Come scrive Alain Ehrenberg in La fatica di essere se stessi (Einaudi 2010): "la depressione esprime l'impossibilità stessa del vivere, e lo fa con il linguaggio della tristezza, dell'astenia […], dell'inibizione e di quella particolare difficoltà a dare via all'azione". Potremmo dire "a dare via alla creazione". La depressione americana è un sintomo che denuncia e rinuncia allo spirito di questo tempo, è una forma di ribellione che preferisce morire, perché non si hanno più le forze per morire a se stessi e rinascere in altra forma. La nascita del bambino come perfetto consumatore pone all'orizzonte "la futura adultità con l'incremento della sua capacità di consumo" (R. Màdera, La carta del senso, Raffaello Cortina 2012, p. 115).
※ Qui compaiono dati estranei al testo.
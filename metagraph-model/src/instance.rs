use crate::{Classification, Entity, Relationship};
use metagraph_types::EffectivityWindow;

/// The view of an instance that visibility rules work from.
///
/// Entities, relationships and classifications are all filtered by the
/// same rules, so they expose the same two facts.
pub trait Instance {
    /// Classifications attached to this instance.
    fn classifications(&self) -> &[Classification] {
        &[]
    }

    /// The instance's effectivity window, if it has one.
    fn effectivity(&self) -> Option<&EffectivityWindow>;
}

impl Instance for Entity {
    fn classifications(&self) -> &[Classification] {
        &self.classifications
    }

    fn effectivity(&self) -> Option<&EffectivityWindow> {
        self.effectivity.as_ref()
    }
}

impl Instance for Relationship {
    fn effectivity(&self) -> Option<&EffectivityWindow> {
        self.effectivity.as_ref()
    }
}

impl Instance for Classification {
    fn effectivity(&self) -> Option<&EffectivityWindow> {
        self.effectivity.as_ref()
    }
}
Dunque, tornando alla domanda "perché, pur essendo liberi da leggi e fondati sulla nostra soggettività, siamo depressi?", una delle risposte è nell'evidenza di ciò che possiamo osservare: ad esempio, negli adulti che diventano sempre più bambini, desiderosi di infinite cure materne. Bambini dominati dall'oralità, mancanti di futuro, disorientati dentro crisi identitarie. Di fronte alla frantumazione dei grandi contenitori tradizionali di orientamento (religione, famiglia…) la nostra creatività dovrebbe apprendere a generare cose vive che sappiano mettere al centro la propria natura, non repliche morte di cose destinate a durare una notte, o qualche giorno nella migliore delle ipotesi. Spesso, giovani adolescenti che stanno facendo un percorso terapeutico con me mi portano sogni dove sono presenti animali morti, feriti, claudicanti… di quale natura parlano questi sogni e quale matrice stiamo tradendo? Mi pare sia una questione cruciale, una domanda fondamentale.
La creazione di cose vive potrebbe essere una via di cura di ciò che Angus Deaton scrive, quando parla di una popolazione americana che ha visto crollare il proprio mondo (sindacato, chiesa, comunità…), perdendo il senso della propria vita… Un mondo, potremmo aggiungere, non capace di creare nuove forme di contenitori che orientino visioni vive per il futuro, un mondo che porta ad agire l'annientamento di sé o la sovraesposizione di sé, perdendo di vista tutto ciò che sta in mezzo: la fragilità e il fallimento, tra le mille altre cose.